消えない恋心を抱えたまま、既に他人の物である愛する少女のために、彼は尽くし続けるのだろう。肉食系にしか見えない風紀委員長がこんなにも献身的な人間だと誰が知りうるだろうか。そして報われない献身と燃え尽きない恋心からくる情欲は、計りにかけたのちに最終的にどちらが上回るのか。狩野の胸中にかすかに過ぎったのは、夏伐の未来を想っての憐憫だった。あーあ、かわいそうなひと。その植え付けられた恋心は、思い出になんか出来ないというのに。側にいればいるほど、苦しむことになるだろう。





「…ま、可愛い恋人が居なくても、オレには可愛い可愛い後輩たちが慕ってくれとるからなー寂しくはないなー」


「………居ましたか?風紀にそんな奇特な後輩」


「おう。手始めにまず今斜め前に座っとる仏頂面の後輩や」


「…?」


「後ろ振り返んなや!!ユズりんに決まっとるやろ!!」


「ちょっと何言ってるか分からないですね」


「ツンデレすぎるでユズりん…」





机に崩れ落ちた夏伐を横目に狩野は最後の書類をしまう。時計の針はずいぶん進んでいて、そろそろ帰る準備をしないと先生に怒られてしまう。夏伐も狩野が片付けを始めた物音でガバッと身体を起こし、狩野に続く。






「忘れ物はありませんか?」


「おう。ユズりん今日の帰り、飯食いに行かん?」


「すみません。今日はちょっと用事が…」


「オレとその用事と、どっちが大事なのよ!」


「10:0で用事ですね」


「ユズりん今日いつも以上に冷たない!?」





騒がしくしながら職員室へ鍵を返しに行くと、相変わらず仲がいいなと残っていた先生がたに笑われてしまった。無意識に出そうになる溜息を噛み殺し、先生に絡み出した夏伐を引きずって下駄箱へ向かう。

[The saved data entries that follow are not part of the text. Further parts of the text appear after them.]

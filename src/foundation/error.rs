use std::path::{Path, PathBuf};

/// Convenience result type used across storyreel.
pub type ReelResult<T> = Result<T, ReelError>;

/// Error type for every fallible storyreel operation.
///
/// All variants are fatal to a render run; nothing in the crate retries or degrades.
#[derive(thiserror::Error, Debug)]
pub enum ReelError {
    /// An input image is missing or could not be decoded.
    #[error("load error: '{}': {message}", path.display())]
    Load {
        /// Offending input path.
        path: PathBuf,
        /// Decoder or IO message.
        message: String,
    },

    /// Invalid configuration, detected before any image is decoded.
    #[error("configuration error: {0}")]
    Configuration(String),

    /// The frame sink rejected a frame or failed to start/finalize.
    #[error("encoding error: {0}")]
    Encoding(String),

    /// IO failures carrying `anyhow` context.
    #[error(transparent)]
    Other(#[from] anyhow::Error),
}

impl ReelError {
    /// Build a [`ReelError::Load`] for `path`.
    pub fn load(path: impl AsRef<Path>, message: impl Into<String>) -> Self {
        Self::Load {
            path: path.as_ref().to_path_buf(),
            message: message.into(),
        }
    }

    /// Build a [`ReelError::Configuration`].
    pub fn configuration(msg: impl Into<String>) -> Self {
        Self::Configuration(msg.into())
    }

    /// Build a [`ReelError::Encoding`].
    pub fn encoding(msg: impl Into<String>) -> Self {
        Self::Encoding(msg.into())
    }

    /// Return `true` for configuration errors.
    pub fn is_configuration(&self) -> bool {
        matches!(self, Self::Configuration(_))
    }

    /// Return `true` for load errors.
    pub fn is_load(&self) -> bool {
        matches!(self, Self::Load { .. })
    }

    /// Return `true` for encoding errors.
    pub fn is_encoding(&self) -> bool {
        matches!(self, Self::Encoding(_))
    }
}

#[cfg(test)]
#[path = "../../tests/unit/foundation/error.rs"]
mod tests;
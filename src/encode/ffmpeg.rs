use std::io::Read;
use std::path::{Path, PathBuf};
use std::process::{Child, ChildStdin, Command, Stdio};

use crate::encode::sink::{EndStatus, FrameSink, SinkConfig, check_frame_size};
use crate::foundation::core::{Fps, Frame, FrameIndex};
use crate::foundation::error::{ReelError, ReelResult};

/// Options for [`FfmpegSink`] MP4 output.
#[derive(Clone, Debug)]
pub struct FfmpegSinkOpts {
    /// Output MP4 file path.
    pub out_path: PathBuf,
    /// Overwrite output file if it already exists.
    pub overwrite: bool,
    /// x264 constant rate factor (0-51, lower is better quality).
    pub crf: u8,
}

impl FfmpegSinkOpts {
    /// Create options for outputting an MP4 to `out_path`.
    pub fn new(out_path: impl Into<PathBuf>) -> Self {
        Self {
            out_path: out_path.into(),
            overwrite: true,
            crf: 20,
        }
    }
}

/// Sink that spawns the system `ffmpeg` and streams raw RGB24 frames to its stdin.
///
/// Output is H.264/yuv420p MP4, which requires even frame dimensions.
pub struct FfmpegSink {
    opts: FfmpegSinkOpts,

    child: Option<Child>,
    stdin: Option<ChildStdin>,
    stderr_drain: Option<std::thread::JoinHandle<std::io::Result<Vec<u8>>>>,

    cfg: Option<SinkConfig>,
    last_idx: Option<FrameIndex>,
}

impl FfmpegSink {
    /// Create a new sink that streams into `ffmpeg`.
    pub fn new(opts: FfmpegSinkOpts) -> Self {
        Self {
            opts,
            child: None,
            stdin: None,
            stderr_drain: None,
            cfg: None,
            last_idx: None,
        }
    }

    /// Output path this sink writes to.
    pub fn out_path(&self) -> &Path {
        &self.opts.out_path
    }

    fn finish_child(&mut self) -> ReelResult<()> {
        drop(self.stdin.take());
        let mut child = self
            .child
            .take()
            .ok_or_else(|| ReelError::encoding("ffmpeg sink not started"))?;

        let status = child
            .wait()
            .map_err(|e| ReelError::encoding(format!("failed to wait for ffmpeg to finish: {e}")))?;
        let stderr_bytes = self.join_stderr()?;

        if !status.success() {
            let stderr = String::from_utf8_lossy(&stderr_bytes);
            return Err(ReelError::encoding(format!(
                "ffmpeg exited with status {}: {}",
                status,
                stderr.trim()
            )));
        }
        Ok(())
    }

    fn abort_child(&mut self) {
        drop(self.stdin.take());
        if let Some(mut child) = self.child.take() {
            let _ = child.kill();
            let _ = child.wait();
        }
        let _ = self.join_stderr();
        if self.opts.out_path.exists()
            && let Err(e) = std::fs::remove_file(&self.opts.out_path)
        {
            tracing::warn!(
                path = %self.opts.out_path.display(),
                error = %e,
                "failed to remove partial ffmpeg output"
            );
        }
    }

    fn join_stderr(&mut self) -> ReelResult<Vec<u8>> {
        match self.stderr_drain.take() {
            Some(handle) => handle
                .join()
                .map_err(|_| ReelError::encoding("ffmpeg stderr drain thread panicked"))?
                .map_err(|e| ReelError::encoding(format!("ffmpeg stderr read failed: {e}"))),
            None => Ok(Vec::new()),
        }
    }
}

impl FrameSink for FfmpegSink {
    fn begin(&mut self, cfg: SinkConfig) -> ReelResult<()> {
        validate_sink_config(&cfg)?;

        ensure_parent_dir(&self.opts.out_path)?;
        if !self.opts.overwrite && self.opts.out_path.exists() {
            return Err(ReelError::encoding(format!(
                "output file '{}' already exists",
                self.opts.out_path.display()
            )));
        }

        if !is_ffmpeg_on_path() {
            return Err(ReelError::encoding(
                "ffmpeg is required for MP4 encoding, but was not found on PATH",
            ));
        }

        let mut cmd = Command::new("ffmpeg");
        cmd.stdin(Stdio::piped())
            .stdout(Stdio::null())
            .stderr(Stdio::piped());

        if self.opts.overwrite {
            cmd.arg("-y");
        } else {
            cmd.arg("-n");
        }

        cmd.args([
            "-loglevel",
            "error",
            "-f",
            "rawvideo",
            "-pix_fmt",
            "rgb24",
            "-s",
            &format!("{}x{}", cfg.width, cfg.height),
        ]);
        push_input_fps(&mut cmd, cfg.fps);
        cmd.args(["-i", "pipe:0"]);
        cmd.args([
            "-an",
            "-c:v",
            "libx264",
            "-crf",
            &self.opts.crf.min(51).to_string(),
            "-pix_fmt",
            "yuv420p",
            "-movflags",
            "+faststart",
        ]);
        cmd.arg(&self.opts.out_path);

        let mut child = cmd.spawn().map_err(|e| {
            ReelError::encoding(format!(
                "failed to spawn ffmpeg (is it installed and on PATH?): {e}"
            ))
        })?;

        let stdin = child
            .stdin
            .take()
            .ok_or_else(|| ReelError::encoding("failed to open ffmpeg stdin (unexpected)"))?;
        let mut stderr = child
            .stderr
            .take()
            .ok_or_else(|| ReelError::encoding("failed to open ffmpeg stderr (unexpected)"))?;
        let stderr_drain = std::thread::spawn(move || {
            let mut stderr_bytes = Vec::new();
            stderr.read_to_end(&mut stderr_bytes)?;
            Ok(stderr_bytes)
        });

        tracing::debug!(
            out = %self.opts.out_path.display(),
            width = cfg.width,
            height = cfg.height,
            fps = cfg.fps.as_f64(),
            "spawned ffmpeg"
        );

        self.child = Some(child);
        self.stdin = Some(stdin);
        self.stderr_drain = Some(stderr_drain);
        self.cfg = Some(cfg);
        self.last_idx = None;
        Ok(())
    }

    fn push_frame(&mut self, idx: FrameIndex, frame: &Frame) -> ReelResult<()> {
        let cfg = self
            .cfg
            .as_ref()
            .ok_or_else(|| ReelError::encoding("ffmpeg sink not started"))?;
        if let Some(last) = self.last_idx
            && idx.0 <= last.0
        {
            return Err(ReelError::encoding(
                "ffmpeg sink received out-of-order frame index",
            ));
        }
        self.last_idx = Some(idx);
        check_frame_size(cfg, frame)?;

        let Some(stdin) = self.stdin.as_mut() else {
            return Err(ReelError::encoding("ffmpeg sink is already finalized"));
        };

        use std::io::Write as _;
        stdin.write_all(frame.as_raw()).map_err(|e| {
            ReelError::encoding(format!("failed to write frame to ffmpeg stdin: {e}"))
        })?;
        Ok(())
    }

    fn end(&mut self, status: EndStatus) -> ReelResult<()> {
        let result = match status {
            EndStatus::Completed => self.finish_child(),
            EndStatus::Aborted => {
                self.abort_child();
                Ok(())
            }
        };
        if result.is_err() {
            self.abort_child();
        }
        self.cfg = None;
        result
    }
}

impl Drop for FfmpegSink {
    fn drop(&mut self) {
        // Never leave an orphaned encoder behind if `end` was skipped.
        if self.child.is_some() {
            self.abort_child();
        }
    }
}

/// Reject configurations H.264/yuv420p output cannot represent.
pub fn validate_sink_config(cfg: &SinkConfig) -> ReelResult<()> {
    if cfg.fps.num == 0 || cfg.fps.den == 0 {
        return Err(ReelError::encoding("fps must be non-zero"));
    }
    if cfg.width == 0 || cfg.height == 0 {
        return Err(ReelError::encoding(
            "ffmpeg sink width/height must be non-zero",
        ));
    }
    if !cfg.width.is_multiple_of(2) || !cfg.height.is_multiple_of(2) {
        return Err(ReelError::encoding(format!(
            "ffmpeg sink width/height must be even for yuv420p mp4 output, got {}x{} \
             (set target_size / --size to an even resolution)",
            cfg.width, cfg.height
        )));
    }
    Ok(())
}

fn push_input_fps(cmd: &mut Command, fps: Fps) {
    // For rawvideo input, `-r` before `-i` sets the input frame rate.
    cmd.args(["-r", &format!("{}/{}", fps.num, fps.den)]);
}

/// Ensure the parent directory of `path` exists.
pub fn ensure_parent_dir(path: &Path) -> ReelResult<()> {
    if let Some(parent) = path.parent()
        && !parent.as_os_str().is_empty()
    {
        use anyhow::Context as _;
        std::fs::create_dir_all(parent)
            .with_context(|| format!("failed to create output directory '{}'", parent.display()))?;
    }
    Ok(())
}

/// Return `true` when `ffmpeg` can be invoked from `PATH`.
pub fn is_ffmpeg_on_path() -> bool {
    Command::new("ffmpeg")
        .arg("-version")
        .stdout(Stdio::null())
        .stderr(Stdio::null())
        .status()
        .map(|s| s.success())
        .unwrap_or(false)
}

#[cfg(test)]
#[path = "../../tests/unit/encode/ffmpeg.rs"]
mod tests;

「あ、ユズりん。オレ忘れ物したっぽいから先帰ってええで」


「僕と忘れ物と、どっちが大事なんです?」


「っ!ユズりんに決まっとる!!!」


「ありがとうございます。ではお先に失礼します」


「そこで帰るんかーい」





下駄箱前の廊下で立ち止まり、狩野は夏伐から手を離した。夏伐にまっすぐ向かい合い、狩野はにこりと笑う。





「お疲れ様でした。また明日」


「…ユズりん?」


「はい?」


「………ユズりんは、」


「はい」


「オレから、離れたり、せえへんよな」





帰ろうと離した手を逆に掴み返され、狩野は困惑した様子で首を傾げる。どうにか離してもらおうとするも、力の差もあり抜け出せる気がしなかったため、不満げな表情で夏伐を睨みつける。






「…言ったでしょう。僕は、委員長を裏切る真似はしません、と」


「…」


「急にどうしたんですか?怖い顔ですよ委員長」


「…………何もないで。すまんな変な事言うてもうて。気をつけて帰り」


「はい。委員長もお気をつけて」


「また明日な。ユズりん」


「また明日」









狩野は平然と嘘をつくと、お辞儀をしてその場を立ち去る。背中に夏伐の視線を感じていたが、振り返ろうとは思わなかった。狩野譲に明日は来ない。通学路の角を何度も何度も曲がり、夕陽も届かない路地裏へ狩野は静かに吸い込まれていった。